Cela fait donc un mois que j’ai cessé d’utiliser les réseaux sociaux. De quoi donner quelques tendances et alimenter de la réflexion 

Un an déjà sans facebook ou twitter (où l’on pouvait me considérer comme early adopter pour reprendre un terme à la con), et ça ne me manque pas. Diaspora ou Google + non plus. Mais surtout, l’effet est nul sur la fréquentation du présent blog. En effet, le temps que je passais sur les réseaux sociaux, je le passe autrement et qualitativement on s’y retrouve largement. Car tout d’abord, je lis un peu plus et un peu mieux d’autres blogs ou sites, en y apportant des commentaires (ok, pas toujours pertinents ou relus… ). Cette interaction n’est pas toujours réciproque (vue la variété des sujets, c’est normal) mais je sais par ailleurs que je suis lu, c’est suffisant.

Mais surtout, ce temps que je dégage, je l’utilise bien mieux, notamment pour faire baisser la pile de bouquins, bd et mangas que j’avais à lire (je vous passe l’aspect plus personnel). Moi le drogué de presse papier, je me suis aussi recentré sur des ouvrages plus fouillés, dans des styles que je n’avais pas abordé d’ailleurs. Cela donnera quelques “critiques” ou plutôt présentations. Je ne parle pas non plus des films et même du retour imminent de la musique. A ce sujet, je m’intéresse de plus en plus à des oeuvres contemplatives et lentes, même si j’ai découvert quelques petits albums rock. C’est peut-être l’age ou le besoin de calme dans un monde bruyant et haineux. Se couper des réseaux sociaux, c’est un peu comme fermer une fenêtre mais ce n’est pas pour autant se couper du monde. Il faut savoir écouter et regarder autour de soi, dans la vie réelle. Cascador (de retour après une pause) parle justement de l’écoute. Il faut parfois se faire violence pour écouter l’autre mais aussi ne pas tomber dans l’escalade de la violence, verbale notamment.

Je relisais à nouveau des blogs politiques que je lisais il y a un mois mais ça ne me donne plus envie du tout de reprendre Icezine ou de commenter.
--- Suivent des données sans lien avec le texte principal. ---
use bytes::{Buf, Bytes, BytesMut};
use tokio_util::codec::{Decoder, Encoder};
use tracing::debug;

use crate::frame::{encode_frame_into, FrameDecoder};
use crate::types::{ReceiverError, DEFAULT_MAX_PAYLOAD_LEN};

/// `tokio_util` codec for `ANSWER` frames.
///
/// Decoding drains the read buffer into a [`FrameDecoder`] one byte at a
/// time, so framing behaves identically however the stream is chunked.
#[derive(Debug)]
pub struct AnswerCodec {
    frames: FrameDecoder,
}

impl AnswerCodec {
    pub fn new(max_payload_len: usize) -> Self {
        Self {
            frames: FrameDecoder::with_max_payload(max_payload_len),
        }
    }

    /// True when no partial frame is buffered.
    pub fn is_idle(&self) -> bool {
        self.frames.is_idle()
    }
}

impl Default for AnswerCodec {
    fn default() -> Self {
        Self::new(DEFAULT_MAX_PAYLOAD_LEN)
    }
}

impl Decoder for AnswerCodec {
    type Item = Bytes;
    type Error = ReceiverError;

    fn decode(&mut self, src: &mut BytesMut) -> Result<Option<Bytes>, ReceiverError> {
        while src.has_remaining() {
            let byte = src.get_u8();
            if let Some(payload) = self.frames.feed(byte)? {
                return Ok(Some(payload));
            }
        }
        Ok(None)
    }

    fn decode_eof(&mut self, src: &mut BytesMut) -> Result<Option<Bytes>, ReceiverError> {
        if let Some(payload) = self.decode(src)? {
            return Ok(Some(payload));
        }
        if !self.frames.is_idle() {
            debug!(state = ?self.frames.state(), "stream ended inside a frame, discarding it");
            self.frames.reset();
        }
        Ok(None)
    }
}

impl<T: AsRef<[u8]>> Encoder<T> for AnswerCodec {
    type Error = ReceiverError;

    fn encode(&mut self, payload: T, dst: &mut BytesMut) -> Result<(), ReceiverError> {
        encode_frame_into(payload.as_ref(), dst);
        Ok(())
    }
}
La malléabilité de l’opinion et la manière de la façonner en ce moment est assez criante. On n’écoute plus mais on impose par matraquage (comme par exemple l’idée que certains sont réformistes alors que c’est un retour au conservatisme…. mais passons). Ce n’est pas nouveau et c’est aussi la technique de la publicité ou de fabrication des hits. Je lisais un article sur 1984 et le fait que ce livre ne fasse plus peur à nos “jeunes” d’aujourd’hui. On a fini par créer une génération de résignés, pire encore que le No future Punk ou le Grunge de ma jeunesse. La révolte existe pourtant encore mais elle ne s’exprime plus de la même manière, trop souvent dans l’unique violence. A  coté de ça, Gorbatchev parle de la 3ème guerre mondiale à venir (ok, c’est un peu son leitmotiv depuis 7 ans….), mais à qui parle-t-il aujourd’hui ? Pas aux siens qui le renient, et pas à ceux qui ne le connaissent même pas, ignorant parfois autant l’histoire récente que lointaine. Pour quelqu’un qui a vécu la chute du mur de Berlin de près, comme moi, c’est évidemment autre chose. Bref, ma désintox ne manque pas de sociabilité, dans le sens lire, écouter, comprendre les différentes strates de nos sociétés.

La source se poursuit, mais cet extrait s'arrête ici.